So, there’s so many questions in terms of how to modernize the data warehouse that there’s not a quick leap to how do we get there. First, answer these questions and define the whole data management architecture, not just data warehousing architecture, but where does data warehouse fit together with data lake, with analytic sandboxes, with master data management? What is my entire data ecosystem comprised of in terms of data stores and then what are the constraints in terms of data flows? Can I move data from data lake to data warehouse, but not the reverse? Meet these architectural decisions. Then I can think about ‘How do I migrate to the new architecture incrementally?’ because big bang isn’t going to work.

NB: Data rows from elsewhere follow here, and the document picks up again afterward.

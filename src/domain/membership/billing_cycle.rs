//! Billing cycle date arithmetic.
//!
//! Computes the next charge instant for a monthly plan anchored to a
//! billing day. Deterministic and stateless; the caller supplies the
//! reference instant.

use chrono::{DateTime, Datelike, FixedOffset, NaiveDate};

/// Billing days above this are clamped down to sidestep end-of-month
/// ambiguity (February has 28 days in common years).
const MAX_BILLING_DAY: u8 = 28;

/// Computes the next charge instant for `billing_day`, seen from `from`.
///
/// The billing day is clamped into 1..=28. The charge lands on that day of
/// `from`'s month if that date is still ahead; a date on or before `from`'s
/// own date rolls to the next month (clamped to that month's length). The
/// result keeps `from`'s time-of-day and UTC offset, and its date is always
/// strictly after `from`'s date.
pub fn next_charge_at(billing_day: u8, from: DateTime<FixedOffset>) -> DateTime<FixedOffset> {
    let from_date = from.date_naive();
    let day = u32::from(billing_day.clamp(1, MAX_BILLING_DAY));

    // Day <= 28 exists in every month; the fallback covers the arithmetic
    // identity rather than a reachable case.
    let candidate = from_date
        .with_day(day)
        .unwrap_or_else(|| last_day_of_month(from_date.year(), from_date.month()));

    // Same-day counts as already passed.
    let charge_date = if candidate <= from_date {
        let (next_year, next_month) = month_after(candidate.year(), candidate.month());
        let month_len = last_day_of_month(next_year, next_month).day();
        NaiveDate::from_ymd_opt(next_year, next_month, day.min(month_len)).unwrap()
    } else {
        candidate
    };

    charge_date
        .and_time(from.time())
        .and_local_timezone(*from.offset())
        .unwrap()
}

fn month_after(year: i32, month: u32) -> (i32, u32) {
    if month == 12 {
        (year + 1, 1)
    } else {
        (year, month + 1)
    }
}

fn last_day_of_month(year: i32, month: u32) -> NaiveDate {
    let (next_year, next_month) = month_after(year, month);
    NaiveDate::from_ymd_opt(next_year, next_month, 1)
        .unwrap()
        .pred_opt()
        .unwrap()
}

#[cfg(test)]
mod tests {
    use super::*;
    use chrono::{NaiveTime, Timelike};
    use proptest::prelude::*;

    fn at(rfc3339: &str) -> DateTime<FixedOffset> {
        DateTime::parse_from_rfc3339(rfc3339).unwrap()
    }

    #[test]
    fn day_31_clamps_to_28_within_same_month() {
        let next = next_charge_at(31, at("2024-01-15T10:30:00Z"));
        assert_eq!(next.to_rfc3339(), "2024-01-28T10:30:00+00:00");
    }

    #[test]
    fn passed_day_rolls_to_next_month() {
        let next = next_charge_at(5, at("2024-01-10T08:00:00Z"));
        assert_eq!(next.to_rfc3339(), "2024-02-05T08:00:00+00:00");
    }

    #[test]
    fn day_30_in_february_lands_on_the_28th() {
        let next = next_charge_at(30, at("2024-02-10T12:00:00Z"));
        assert_eq!(next.to_rfc3339(), "2024-02-28T12:00:00+00:00");
    }

    #[test]
    fn same_day_counts_as_already_passed() {
        let next = next_charge_at(15, at("2024-01-15T00:00:00Z"));
        assert_eq!(next.to_rfc3339(), "2024-02-15T00:00:00+00:00");
    }

    #[test]
    fn december_rolls_into_next_year() {
        let next = next_charge_at(1, at("2024-12-25T09:15:00Z"));
        assert_eq!(next.to_rfc3339(), "2025-01-01T09:15:00+00:00");
    }

    #[test]
    fn result_inherits_offset_and_time_of_day() {
        let from = at("2024-03-20T23:45:30-05:00");
        let next = next_charge_at(10, from);
        assert_eq!(next.offset(), from.offset());
        assert_eq!(next.time(), NaiveTime::from_hms_opt(23, 45, 30).unwrap());
        assert_eq!(next.to_rfc3339(), "2024-04-10T23:45:30-05:00");
    }

    #[test]
    fn billing_day_zero_clamps_up_to_one() {
        let next = next_charge_at(0, at("2024-05-20T06:00:00Z"));
        assert_eq!(next.to_rfc3339(), "2024-06-01T06:00:00+00:00");
    }

    #[test]
    fn leap_february_keeps_days_within_reach() {
        // 2024 is a leap year; rolling out of January keeps day 29 valid.
        let next = next_charge_at(28, at("2024-01-30T00:00:00Z"));
        assert_eq!(next.to_rfc3339(), "2024-02-28T00:00:00+00:00");
    }

    proptest! {
        #![proptest_config(ProptestConfig::with_cases(256))]

        #[test]
        fn next_charge_is_strictly_after_reference_date(
            billing_day in 1u8..=31,
            year in 2000i32..2100,
            month in 1u32..=12,
            day in 1u32..=28,
            hour in 0u32..24,
            offset_hours in -12i32..=12,
        ) {
            let offset = FixedOffset::east_opt(offset_hours * 3600).unwrap();
            let from = NaiveDate::from_ymd_opt(year, month, day)
                .unwrap()
                .and_hms_opt(hour, 0, 0)
                .unwrap()
                .and_local_timezone(offset)
                .unwrap();

            let next = next_charge_at(billing_day, from);

            prop_assert!(next.date_naive() > from.date_naive());
            prop_assert_eq!(next.time(), from.time());
            prop_assert_eq!(next.offset(), from.offset());
            // Never further out than one full cycle.
            prop_assert!(next.date_naive() - from.date_naive() <= chrono::Duration::days(59));
        }
    }
}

Henry: I know some people have suggested a combination of metadata management and data lake could replace the data warehouse. I’m assuming that you don’t buy this.
Dave: I don’t buy that. Metadata management doesn’t give me the time-variant history that I need. We can’t run only on current data. We can’t run on historical data that is not carefully managed to ensure its veracity, to ensure uniformity of time intervals, and so on and so forth.

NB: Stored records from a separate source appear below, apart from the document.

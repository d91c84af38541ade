//! Client-facing read models.
//!
//! Views are the shapes handed back to API consumers. They rename fields
//! to the camelCase wire contract and never echo gateway references.

use chrono::{DateTime, FixedOffset};
use rust_decimal::Decimal;
use serde::{Deserialize, Serialize};

use super::{Membership, PaymentMethod, PlanTerms};
use crate::domain::foundation::Timestamp;

/// Snapshot of a membership as presented to callers.
#[derive(Debug, Clone, PartialEq, Eq, Serialize, Deserialize)]
#[serde(rename_all = "camelCase")]
pub struct MembershipView {
    pub client_id: String,
    /// Lower-case status token, e.g. `"plan_draft"`.
    pub status: String,
    #[serde(skip_serializing_if = "Option::is_none")]
    pub plan: Option<PlanView>,
    #[serde(skip_serializing_if = "Option::is_none")]
    pub payment_method: Option<PaymentMethodView>,
    #[serde(skip_serializing_if = "Option::is_none")]
    pub next_charge_at: Option<DateTime<FixedOffset>>,
    #[serde(skip_serializing_if = "Option::is_none")]
    pub last_sent_at: Option<Timestamp>,
    pub updated_at: Timestamp,
}

/// Billing terms as presented to callers.
#[derive(Debug, Clone, PartialEq, Eq, Serialize, Deserialize)]
#[serde(rename_all = "camelCase")]
pub struct PlanView {
    pub amount: Decimal,
    pub currency: String,
    pub billing_day: u8,
    pub channel: String,
    #[serde(skip_serializing_if = "Option::is_none")]
    pub message: Option<String>,
}

/// Card summary as presented to callers.
///
/// Deliberately omits the gateway payment method reference.
#[derive(Debug, Clone, PartialEq, Eq, Serialize, Deserialize)]
#[serde(rename_all = "camelCase")]
pub struct PaymentMethodView {
    pub brand: String,
    pub last4: String,
    pub exp_month: u8,
    pub exp_year: u16,
    pub holder_name: String,
}

/// Result of preparing a payment setup session with the gateway.
#[derive(Debug, Clone, PartialEq, Eq, Serialize, Deserialize)]
#[serde(rename_all = "camelCase")]
pub struct PaymentSetupView {
    pub client_secret: String,
    pub customer_id: String,
    pub ephemeral_key: String,
    #[serde(skip_serializing_if = "Option::is_none")]
    pub publishable_key: Option<String>,
    #[serde(skip_serializing_if = "Option::is_none")]
    pub merchant_name: Option<String>,
}

impl From<&PlanTerms> for PlanView {
    fn from(plan: &PlanTerms) -> Self {
        Self {
            amount: plan.amount,
            currency: plan.currency.clone(),
            billing_day: plan.billing_day,
            channel: plan.channel.clone(),
            message: plan.message.clone(),
        }
    }
}

impl From<&PaymentMethod> for PaymentMethodView {
    fn from(pm: &PaymentMethod) -> Self {
        Self {
            brand: pm.brand.clone(),
            last4: pm.last4.clone(),
            exp_month: pm.exp_month,
            exp_year: pm.exp_year,
            holder_name: pm.holder_name.clone(),
        }
    }
}

impl From<&Membership> for MembershipView {
    fn from(membership: &Membership) -> Self {
        Self {
            client_id: membership.client_id.to_string(),
            status: membership.status.as_str().to_string(),
            plan: membership.plan.as_ref().map(PlanView::from),
            payment_method: membership.payment_method.as_ref().map(PaymentMethodView::from),
            next_charge_at: membership.next_charge_at,
            last_sent_at: membership.last_sent_at,
            updated_at: membership.updated_at,
        }
    }
}
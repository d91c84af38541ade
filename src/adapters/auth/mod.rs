//! Authentication adapters.
//!
//! - `TrustedAuthProvider` - Pass-through resolution for deployments
//!   where auth terminates upstream

mod trusted;

pub use trusted::TrustedAuthProvider;
//! Payment gateway adapters.
//!
//! - `MockPaymentGateway` - Configurable in-process gateway with call
//!   tracking and error injection

mod mock_gateway;

pub use mock_gateway::{MethodCall, MockPaymentGateway};
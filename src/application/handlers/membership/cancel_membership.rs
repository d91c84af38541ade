//! CancelMembershipHandler - stops the billing cycle for a client.

use std::sync::Arc;

use crate::domain::foundation::{ClientId, OperatorId};
use crate::domain::membership::{Membership, MembershipError};
use crate::ports::MembershipStore;

/// Command to cancel a membership.
#[derive(Debug, Clone)]
pub struct CancelMembershipCommand {
    pub client_id: ClientId,
    pub operator_id: OperatorId,
    /// Free-form reason, recorded in the logs only.
    pub reason: Option<String>,
}

/// Result of a cancellation.
#[derive(Debug, Clone)]
pub struct CancelMembershipResult {
    pub membership: Membership,
}

/// Handler for membership cancellation. Idempotent: cancelling an
/// already-cancelled membership returns it unchanged.
pub struct CancelMembershipHandler {
    store: Arc<dyn MembershipStore>,
}

impl CancelMembershipHandler {
    pub fn new(store: Arc<dyn MembershipStore>) -> Self {
        Self { store }
    }

    pub async fn handle(
        &self,
        cmd: CancelMembershipCommand,
    ) -> Result<CancelMembershipResult, MembershipError> {
        // 1. Load the membership
        let mut membership = self
            .store
            .find_by_client_and_operator(&cmd.client_id, &cmd.operator_id)
            .await?
            .ok_or_else(|| MembershipError::not_found(&cmd.client_id, &cmd.operator_id))?;

        // 2. Cancel; a repeat cancel changes nothing and skips the write
        if membership.cancel() {
            self.store.update(&membership).await?;
            tracing::info!(
                client_id = %cmd.client_id,
                reason = cmd.reason.as_deref().unwrap_or("none given"),
                "Membership cancelled"
            );
        } else {
            tracing::info!(
                client_id = %cmd.client_id,
                "Membership already cancelled; nothing to do"
            );
        }

        Ok(CancelMembershipResult { membership })
    }
}
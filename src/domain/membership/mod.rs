//! Membership domain module.
//!
//! Handles the recurring-billing lifecycle for client memberships:
//! plan terms, billing dates, cards on file, and status transitions.
//!
//! # Module Structure
//!
//! - `aggregate` - Membership aggregate entity
//! - `billing_cycle` - next charge date calculator
//! - `card_brand` - card brand classification
//! - `errors` - membership error taxonomy
//! - `payment_method` - card-on-file value object
//! - `plan` - billing plan terms value object
//! - `status` - lifecycle status tokens
//! - `view` - client-facing read models

mod aggregate;
pub mod billing_cycle;
mod card_brand;
mod errors;
mod payment_method;
mod plan;
mod status;
mod view;

pub use aggregate::Membership;
pub use card_brand::{normalize_card_number, CardBrand};
pub use errors::MembershipError;
pub use payment_method::PaymentMethod;
pub use plan::PlanTerms;
pub use status::MembershipStatus;
pub use view::{MembershipView, PaymentMethodView, PaymentSetupView, PlanView};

We need master data management for shared reference data. We need data warehousing in some form for that time-variant history and we need data lake for all the dynamics of the big data world and the serving of the analytics communities that didn’t really exist when data warehousing was initially conceived.
Henry: From a practical perspective, for those with speed issues and cost concerns, how do you speed deployments and reduce costs of the data warehouse?
Dave: One option certainly is migrating to the cloud, which reduces a substantial number of on-premises operating costs, data center costs, so on and so forth. One option is, as I’d mentioned earlier, when you rearchitect there is potential that you employ Hadoop as a fast and parallel processing engine for your ETL or ELT, so that you can improve performance and throughput. And Hadoop at least is rumored to reduce costs. You know, I’ve heard it said that Hadoop is free like a free puppy.
So cloud is a possibility. Data virtualization for data that doesn’t need to be physically stored is a possibility. Certainly, virtualization doesn’t work for all data. In terms of reducing deployment times, Agile helps in some respects. DevOps takes us even a step further and gets us to the point where the backlog of work and the task queue is being driven by operational needs, real business needs.
One of the struggles we have in data warehouse deployments is that a tremendous amount of time is spent gathering requirements when requirements are so elusive and difficult to express anyway. It seems like we’re employing ’90s thinking about how to run a project that doesn’t fit this world of fast data and fast business.
Henry: Are there any dangers of moving to the cloud that would be dangerous enough for some companies that they shouldn’t do it or challenging enough that they couldn’t?
Dave: I think the biggest danger is moving to the cloud without having thoroughly thought through the business and technical case for moving to the cloud. There certainly are companies or organizations that shouldn’t move to the cloud. If you do move to the cloud, you need to do it carefully and be cognizant of the fact that moving a data warehouse to the cloud is much more complex than simply moving the data.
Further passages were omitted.